Indonesia saat adalah raja sawit dunia dengan produksi lebih dari separuh (50%) minyak sawit dunia dan permintaan minyak sawit memang terus meningkat seiring meningkatnya penduduk dunia yang terus membutuhkan pasokan minyak nabati. Minyak sawit adalah minyak nabati dunia yang produksinya terbesar mengalahkan minyak nabati lainnya seperti minyak kedelai, minyak bunga matahari dan minyak canola. Minyak sawit dengan minyak kedelai, minyak bunga matahari dan minyak rapeseed / canola adalah 4 minyak nabati utama dunia, dimana negara-negara produsennya saling bersaing (baca : perang dagang) memasarkan produk minyak nabatinya. Keunggulan minyak sawit adalah produktivitas minyak sawit terbesar diantara minyak nabati lainnya atau paling efisien di antara empat minyak nabati yang paling banyak dikonsumsi di dunia. Sebagai perbandingan untuk menghasilkan 1 ton minyak sawit dibutuhkan 0,25 hektar, sementara untuk produksi 1 ton minyak kedelai membutuhkan 2 hektar, lalu 1 ton minyak sawit membutuhkan 1,43 hektar dan produksi 1 ton minyak rapeseed / canola membutuhkan 1,25 hektar.
Keunggulan lainnya adalah bahwa pohon sawit tidak bisa tumbuh negara sub-tropis seperti Eropa dan Amerika Utara sehingga semestinya ini jadi berkah bagi Indonesia, bukan malah bencana, dan walaupun juga bukan tumbuhan asli Indonesia tetapi dari Afrika Barat. Dengan luas hampir 17 juta hektar maka Indonesia adalah pemilik perkebunan sawit terbesar di dunia dan menjadi sumber devisa besar bagi negara. Tetapi upaya menggenjot produksi sawit yang dilakukan dengan ekstensifikasi tersebut, tentu tidak boleh mengabaikan aspek keamanan dan kelestarian lingkungan atau istilah lainnya aspek keberlanjutannya (sustaibility). Dan bahkan ekstensifikasi ini bisa diperlambat dengan sejumlah intensifikasi salah satunya dengan aplikasi biochar, untuk lebih detail baca disini.

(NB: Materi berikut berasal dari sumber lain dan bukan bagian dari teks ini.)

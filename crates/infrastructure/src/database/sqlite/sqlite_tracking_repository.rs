use async_trait::async_trait;
use scheduler_core::{
    models::{TrackingEntry, TrackingStatus},
    traits::TrackingRepository,
    Result, SchedulerError,
};
use sqlx::{sqlite::SqliteRow, Row, SqlitePool};
use tracing::{debug, instrument};

use crate::{
    error_handling::{RepositoryErrorHelpers, RepositoryOperation},
    schedule_context,
};

pub struct SqliteTrackingRepository {
    pool: SqlitePool,
}

impl SqliteTrackingRepository {
    pub fn new(pool: SqlitePool) -> Self {
        Self { pool }
    }

    pub async fn run_migrations(pool: &SqlitePool) -> Result<()> {
        debug!("Running SQLite tracking migrations");

        for statement in [
            r#"
            CREATE TABLE IF NOT EXISTS cron_job_tracking (
                tracking_id TEXT PRIMARY KEY,
                env_id TEXT NOT NULL,
                task_id TEXT NOT NULL,
                task_name TEXT NOT NULL,
                triggered_at DATETIME NOT NULL,
                status TEXT NOT NULL DEFAULT 'pending'
            )
            "#,
            "CREATE INDEX IF NOT EXISTS idx_cron_job_tracking_env_id ON cron_job_tracking(env_id)",
        ] {
            sqlx::query(statement).execute(pool).await.map_err(|e| {
                RepositoryErrorHelpers::database_error(
                    schedule_context!(RepositoryOperation::Migrate),
                    e,
                )
            })?;
        }

        Ok(())
    }

    fn row_to_entry(row: &SqliteRow) -> Result<TrackingEntry> {
        let status: String = row.try_get("status")?;
        Ok(TrackingEntry {
            tracking_id: row.try_get("tracking_id")?,
            task_id: row.try_get("task_id")?,
            task_name: row.try_get("task_name")?,
            triggered_at: row.try_get("triggered_at")?,
            status: status
                .parse::<TrackingStatus>()
                .map_err(SchedulerError::DatabaseOperation)?,
        })
    }
}

#[async_trait]
impl TrackingRepository for SqliteTrackingRepository {
    #[instrument(skip(self, entry), fields(tracking_id = %entry.tracking_id))]
    async fn insert(&self, env_id: &str, entry: &TrackingEntry) -> Result<()> {
        sqlx::query(
            "INSERT INTO cron_job_tracking (tracking_id, env_id, task_id, task_name, triggered_at, status) \
             VALUES (?, ?, ?, ?, ?, ?)",
        )
        .bind(&entry.tracking_id)
        .bind(env_id)
        .bind(&entry.task_id)
        .bind(&entry.task_name)
        .bind(entry.triggered_at)
        .bind(entry.status.as_str())
        .execute(&self.pool)
        .await
        .map_err(|e| {
            RepositoryErrorHelpers::database_error(
                schedule_context!(RepositoryOperation::Create, env_id = env_id)
                    .with_additional_info(format!("trackingId {}", entry.tracking_id)),
                e,
            )
        })?;

        Ok(())
    }

    #[instrument(skip(self))]
    async fn list_by_env(&self, env_id: &str) -> Result<Vec<TrackingEntry>> {
        let rows = sqlx::query(
            "SELECT tracking_id, task_id, task_name, triggered_at, status \
             FROM cron_job_tracking WHERE env_id = ? ORDER BY triggered_at",
        )
        .bind(env_id)
        .fetch_all(&self.pool)
        .await
        .map_err(|e| {
            RepositoryErrorHelpers::database_error(
                schedule_context!(RepositoryOperation::Read, env_id = env_id),
                e,
            )
        })?;

        rows.iter().map(Self::row_to_entry).collect()
    }
}
pub mod sqlite_schedule_repository;
pub mod sqlite_tracking_repository;

pub use sqlite_schedule_repository::SqliteScheduleRepository;
pub use sqlite_tracking_repository::SqliteTrackingRepository;
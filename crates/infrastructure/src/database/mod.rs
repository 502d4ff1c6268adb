pub mod manager;
pub mod postgres;
pub mod sqlite;

pub use manager::{DatabaseManager, DatabasePool, DatabaseType};
pub use postgres::{PostgresScheduleRepository, PostgresTrackingRepository};
pub use sqlite::{SqliteScheduleRepository, SqliteTrackingRepository};
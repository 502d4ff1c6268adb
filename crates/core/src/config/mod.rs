//! 配置管理
//!
//! 默认值 → TOML文件 → `SCHEDULER_` 环境变量，按此顺序合并。

pub mod models;

pub use models::{
    AppConfig, CallbackConfig, DatabaseConfig, MessageQueueConfig, ObservabilityConfig,
    StoreConfig,
};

Aspek keberlanjutannya (sustaibility) dan deforestasi adalah 2 poin penting khususnya bagi sejumlah negara Eropa untuk menilai produk-produk perkebunan khususnya minyak sawit dan bahkan peraturan EUDR (EU Deforestation Regulation, atau dalam Bahasa Indonesia dikenal sebagai Peraturan Deforestasi Uni Eropa) akan diberlakukan tahun ini. Tetapi sayangnya negara-negara di Eropa tersebut menerapkan standar ganda karena minyak sawit diperlakukan dengan sangat ketat bahkan dengan berbagai peraturan yang berlapis, tetapi tidak demikian dengan minyak nabati utama lainnya yakni minyak kedelai, minyak bunga matahari dan minyak rapeseed / canola.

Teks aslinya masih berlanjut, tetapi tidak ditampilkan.